Thanks for the website. I will certainly look at the information there. I have looked at some info already and it's somewhat confusing. I have faxed what little information we have on the child we are considering to our pediatrician. I hope he can give me some insight on the type that she has.

Congratulations on your LID. I hope you get TA very soon!

[socheltree]

Thalassemia is a condition similar to sickle-cell anemia. Those affected by it have very small red blood cells. Blood tests will show them to be anemic, though they do not respond to iron treatments. In its severe form it affects the amount of oxygen that can be moved by the blood.

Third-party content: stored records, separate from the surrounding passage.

//! # motion_detect: reference CLI driver around `motion-core`
//!
//! Owns everything spec.md §6 calls an "external collaborator": walking a
//! directory of JPEG frames in lexicographic order, decoding them to 8-bit
//! luma, feeding them through a [`motion_core::MotionDetector`], and saving
//! an annotated, rotated copy of any frame that produced at least one
//! bounding box. None of this is part of the core contract — `motion-core`
//! only ever sees raw `(&[u8], width, height)` triples.

pub mod annotate;
pub mod config;
pub mod error;
pub mod logging;

use std::fs;
use std::path::{Path, PathBuf};

use image::GrayImage;
use motion_core::MotionDetector;
use tracing::{debug, info, warn};

use config::DetectorConfig;
use error::DriverError;

/// Lists every `.jpg` file directly inside `dir` (non-recursive, matching
/// spec.md §6), sorted lexicographically by filename.
pub fn list_jpg_frames(dir: &Path) -> Result<Vec<PathBuf>, DriverError> {
    if !dir.is_dir() {
        return Err(DriverError::InvalidInputDir(dir.to_path_buf()));
    }
    let mut paths = Vec::new();
    let entries = fs::read_dir(dir).map_err(|source| DriverError::Io {
        path: dir.to_path_buf(),
        source,
    })?;
    for entry in entries {
        let entry = entry.map_err(|source| DriverError::Io {
            path: dir.to_path_buf(),
            source,
        })?;
        let path = entry.path();
        if path.extension().and_then(|e| e.to_str()) == Some("jpg") {
            paths.push(path);
        }
    }
    paths.sort();
    Ok(paths)
}

/// Decodes `path` into an 8-bit grayscale (luma) image. spec.md §7's
/// "upstream frame unavailable" case: a decode failure is reported here and
/// the core pipeline is never entered for this frame.
pub fn decode_luma(path: &Path) -> Result<GrayImage, DriverError> {
    let img = image::open(path).map_err(|e| DriverError::Decode {
        path: path.to_path_buf(),
        reason: e.to_string(),
    })?;
    Ok(img.to_luma8())
}

/// Per-run outcome, returned so callers (and integration tests) can assert
/// on behavior without parsing stdout.
#[derive(Debug, Default)]
pub struct RunSummary {
    pub frames_processed: usize,
    pub frames_with_motion: usize,
    pub frames_skipped: usize,
}

/// Runs the reference pipeline over every `.jpg` in `input_dir`, writing
/// annotated copies of frames with motion into `output_dir` (created if
/// absent). The first frame becomes the initial reference and is also
/// itself run through `detect` (which — as with any frame compared to
/// itself — yields no boxes), matching the original driver's loop
/// structure (`examples/original_source/main.cpp`).
pub fn run(input_dir: &Path, output_dir: &Path, config: &DetectorConfig) -> Result<RunSummary, DriverError> {
    let frame_paths = list_jpg_frames(input_dir)?;
    let Some(first_path) = frame_paths.first() else {
        return Err(DriverError::NoInputFrames(input_dir.to_path_buf()));
    };

    if output_dir.exists() && !output_dir.is_dir() {
        return Err(DriverError::InvalidOutputDir(output_dir.to_path_buf()));
    }
    fs::create_dir_all(output_dir).map_err(|source| DriverError::Io {
        path: output_dir.to_path_buf(),
        source,
    })?;

    let first_frame = decode_luma(first_path)?;
    let (frame_w, frame_h) = (first_frame.width(), first_frame.height());
    config.validate(frame_w, frame_h).map_err(DriverError::InvalidConfig)?;

    info!(width = frame_w, height = frame_h, frames = frame_paths.len(), "starting motion detection");

    let mut detector = MotionDetector::<5>::new(
        frame_w,
        frame_h,
        config.downscale_factor,
        config.threshold,
        config.granularity.map(u32::from),
        Some(config.min_bbox_dim),
        config.reference_policy(),
    );
    detector.set_reference(&to_view(&first_frame));

    let mut summary = RunSummary::default();
    for path in &frame_paths {
        let frame = match decode_luma(path) {
            Ok(frame) => frame,
            Err(err) => {
                warn!(%err, path = %path.display(), "skipping undecodable frame");
                summary.frames_skipped += 1;
                continue;
            }
        };
        if frame.width() != frame_w || frame.height() != frame_h {
            warn!(path = %path.display(), "skipping frame with mismatched dimensions");
            summary.frames_skipped += 1;
            continue;
        }

        let bboxes = detector.detect(&to_view(&frame)).to_vec();
        summary.frames_processed += 1;
        debug!(path = %path.display(), boxes = bboxes.len(), "processed frame");

        if !bboxes.is_empty() {
            summary.frames_with_motion += 1;
            let annotated = annotate::annotate_and_rotate(&frame, &bboxes, config.downscale_factor);
            let Some(file_name) = path.file_name() else {
                continue;
            };
            let out_path = output_dir.join(file_name);
            annotated.save(&out_path).map_err(|e| DriverError::Io {
                path: out_path.clone(),
                source: std::io::Error::new(std::io::ErrorKind::Other, e.to_string()),
            })?;
            info!(path = %out_path.display(), boxes = bboxes.len(), "wrote annotated frame");
        }
    }

    Ok(summary)
}

fn to_view(frame: &GrayImage) -> motion_core::ImageView<'_> {
    motion_core::ImageView::new(frame.as_raw(), frame.width(), frame.height())
}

Our son, who we adopted from China last September, has "thalassemia trait". By that I mean he has alpha thalassemia minor. We did not know this before we adopted him, but discovered it after we got home. It is more common in southeast asia. I think this may have to do with it being genetically selected for by the fact that those with this condition are immune to malaria.

Thalassemia is a genetic trait that is determined by a range of genes, consequently it is expressed in a range of severity. Our son is very fortunate that, like the relatives of the above poster, does not require treatment. On the other end of the spectrum thalassemia sufferers can have to endure a lifelong regimen of blood transfusions. A side effect of chronic blood transfusions is a build up of iron in the blood. This requires a treatment called "chelation" which is a slow and uncomfortable process.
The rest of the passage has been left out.